RECORDED DATA:
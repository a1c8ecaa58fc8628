//! Common types shared by process launchers and the engine core

use serde::{Deserialize, Serialize};
use std::pin::Pin;
use std::sync::Arc;
use tokio::io::{AsyncRead, AsyncWrite};
use tokio::sync::oneshot;

/// Boxed readable byte endpoint (a process output, or a client's stdin)
pub type ByteReader = Pin<Box<dyn AsyncRead + Send>>;

/// Boxed writable byte endpoint (a process stdin, or a client's output)
pub type ByteWriter = Pin<Box<dyn AsyncWrite + Send>>;

/// Container ID wrapper
#[derive(Debug, Clone, PartialEq, Eq, Hash, PartialOrd, Ord, Serialize, Deserialize)]
pub struct ContainerId(pub String);

impl ContainerId {
    pub fn new(id: impl Into<String>) -> Self {
        Self(id.into())
    }

    /// Generate a fresh 64 character hex identifier
    pub fn generate() -> Self {
        Self(format!(
            "{}{}",
            uuid::Uuid::new_v4().simple(),
            uuid::Uuid::new_v4().simple()
        ))
    }

    pub fn short(&self) -> &str {
        if self.0.len() > 12 {
            &self.0[..12]
        } else {
            &self.0
        }
    }
}

impl std::fmt::Display for ContainerId {
    fn fmt(&self, f: &mut std::fmt::Formatter<'_>) -> std::fmt::Result {
        write!(f, "{}", self.0)
    }
}

impl AsRef<str> for ContainerId {
    fn as_ref(&self) -> &str {
        &self.0
    }
}

/// Which output stream a chunk of bytes came from
#[derive(Debug, Clone, Copy, PartialEq, Eq, Hash, Serialize, Deserialize)]
#[serde(rename_all = "lowercase")]
pub enum StreamKind {
    Stdout,
    Stderr,
}

impl std::fmt::Display for StreamKind {
    fn fmt(&self, f: &mut std::fmt::Formatter<'_>) -> std::fmt::Result {
        match self {
            Self::Stdout => write!(f, "stdout"),
            Self::Stderr => write!(f, "stderr"),
        }
    }
}

/// Everything a launcher needs to start one container process
#[derive(Debug, Clone)]
pub struct LaunchSpec {
    /// Container the process belongs to
    pub id: ContainerId,
    /// Image the root filesystem is resolved from
    pub image: String,
    /// Program followed by its arguments
    pub cmd: Vec<String>,
    /// Extra environment variables
    pub env: Vec<(String, String)>,
    /// Working directory inside the root filesystem
    pub working_dir: Option<String>,
    /// Hostname reported inside the container
    pub hostname: Option<String>,
    /// Wire the process to a pseudo-terminal instead of three pipes
    pub tty: bool,
    /// Give the process a writable stdin
    pub open_stdin: bool,
}

impl LaunchSpec {
    pub fn program(&self) -> Option<&str> {
        self.cmd.first().map(String::as_str)
    }

    pub fn args(&self) -> &[String] {
        self.cmd.get(1..).unwrap_or(&[])
    }
}

/// Raw I/O endpoints of a started process
pub enum ProcessIo {
    /// Three independent pipes
    Pipes {
        stdin: Option<ByteWriter>,
        stdout: ByteReader,
        stderr: ByteReader,
    },
    /// Both halves of a pty master. stdout and stderr are not separable.
    Tty { input: ByteWriter, output: ByteReader },
}

impl ProcessIo {
    pub fn is_tty(&self) -> bool {
        matches!(self, Self::Tty { .. })
    }
}

/// Sends signals to a started process
pub trait ProcessControl: Send + Sync {
    fn signal(&self, signal: i32) -> crate::Result<()>;
}

/// A started process: its endpoints, a way to signal it, and its exit code.
///
/// The exit code follows shell conventions: the status passed to `exit`, or
/// 128 plus the signal number when the process was killed by a signal.
pub struct ProcessHandle {
    pub pid: Option<u32>,
    pub io: ProcessIo,
    pub control: Arc<dyn ProcessControl>,
    pub exited: oneshot::Receiver<i32>,
}

impl std::fmt::Debug for ProcessHandle {
    fn fmt(&self, f: &mut std::fmt::Formatter<'_>) -> std::fmt::Result {
        f.debug_struct("ProcessHandle")
            .field("pid", &self.pid)
            .field("tty", &self.io.is_tty())
            .finish()
    }
}

/// Exit code for a process terminated by `signal`
pub fn signal_exit_code(signal: i32) -> i32 {
    128 + signal
}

TASK DIRECTIONS:
Copy out all of the records verbatim.

TASK SOLUTION:
repository a1c8ecaa58fc8628
//! Common types shared by process launchers and the engine core

use serde::{Deserialize, Serialize};
use std::pin::Pin;
use std::sync::Arc;
use tokio::io::{AsyncRead, AsyncWrite};
use tokio::sync::oneshot;

/// Boxed readable byte endpoint (a process output, or a client's stdin)
pub type ByteReader = Pin<Box<dyn AsyncRead + Send>>;

/// Boxed writable byte endpoint (a process stdin, or a client's output)
pub type ByteWriter = Pin<Box<dyn AsyncWrite + Send>>;

/// Container ID wrapper
#[derive(Debug, Clone, PartialEq, Eq, Hash, PartialOrd, Ord, Serialize, Deserialize)]
pub struct ContainerId(pub String);

impl ContainerId {
    pub fn new(id: impl Into<String>) -> Self {
        Self(id.into())
    }

    /// Generate a fresh 64 character hex identifier
    pub fn generate() -> Self {
        Self(format!(
            "{}{}",
            uuid::Uuid::new_v4().simple(),
            uuid::Uuid::new_v4().simple()
        ))
    }

    pub fn short(&self) -> &str {
        if self.0.len() > 12 {
            &self.0[..12]
        } else {
            &self.0
        }
    }
}

impl std::fmt::Display for ContainerId {
    fn fmt(&self, f: &mut std::fmt::Formatter<'_>) -> std::fmt::Result {
        write!(f, "{}", self.0)
    }
}

impl AsRef<str> for ContainerId {
    fn as_ref(&self) -> &str {
        &self.0
    }
}

/// Which output stream a chunk of bytes came from
#[derive(Debug, Clone, Copy, PartialEq, Eq, Hash, Serialize, Deserialize)]
#[serde(rename_all = "lowercase")]
pub enum StreamKind {
    Stdout,
    Stderr,
}

impl std::fmt::Display for StreamKind {
    fn fmt(&self, f: &mut std::fmt::Formatter<'_>) -> std::fmt::Result {
        match self {
            Self::Stdout => write!(f, "stdout"),
            Self::Stderr => write!(f, "stderr"),
        }
    }
}

/// Everything a launcher needs to start one container process
#[derive(Debug, Clone)]
pub struct LaunchSpec {
    /// Container the process belongs to
    pub id: ContainerId,
    /// Image the root filesystem is resolved from
    pub image: String,
    /// Program followed by its arguments
    pub cmd: Vec<String>,
    /// Extra environment variables
    pub env: Vec<(String, String)>,
    /// Working directory inside the root filesystem
    pub working_dir: Option<String>,
    /// Hostname reported inside the container
    pub hostname: Option<String>,
    /// Wire the process to a pseudo-terminal instead of three pipes
    pub tty: bool,
    /// Give the process a writable stdin
    pub open_stdin: bool,
}

impl LaunchSpec {
    pub fn program(&self) -> Option<&str> {
        self.cmd.first().map(String::as_str)
    }

    pub fn args(&self) -> &[String] {
        self.cmd.get(1..).unwrap_or(&[])
    }
}

/// Raw I/O endpoints of a started process
pub enum ProcessIo {
    /// Three independent pipes
    Pipes {
        stdin: Option<ByteWriter>,
        stdout: ByteReader,
        stderr: ByteReader,
    },
    /// Both halves of a pty master. stdout and stderr are not separable.
    Tty { input: ByteWriter, output: ByteReader },
}

impl ProcessIo {
    pub fn is_tty(&self) -> bool {
        matches!(self, Self::Tty { .. })
    }
}

/// Sends signals to a started process
pub trait ProcessControl: Send + Sync {
    fn signal(&self, signal: i32) -> crate::Result<()>;
}

/// A started process: its endpoints, a way to signal it, and its exit code.
///
/// The exit code follows shell conventions: the status passed to `exit`, or
/// 128 plus the signal number when the process was killed by a signal.
pub struct ProcessHandle {
    pub pid: Option<u32>,
    pub io: ProcessIo,
    pub control: Arc<dyn ProcessControl>,
    pub exited: oneshot::Receiver<i32>,
}

impl std::fmt::Debug for ProcessHandle {
    fn fmt(&self, f: &mut std::fmt::Formatter<'_>) -> std::fmt::Result {
        f.debug_struct("ProcessHandle")
            .field("pid", &self.pid)
            .field("tty", &self.io.is_tty())
            .finish()
    }
}

/// Exit code for a process terminated by `signal`
pub fn signal_exit_code(signal: i32) -> i32 {
    128 + signal
}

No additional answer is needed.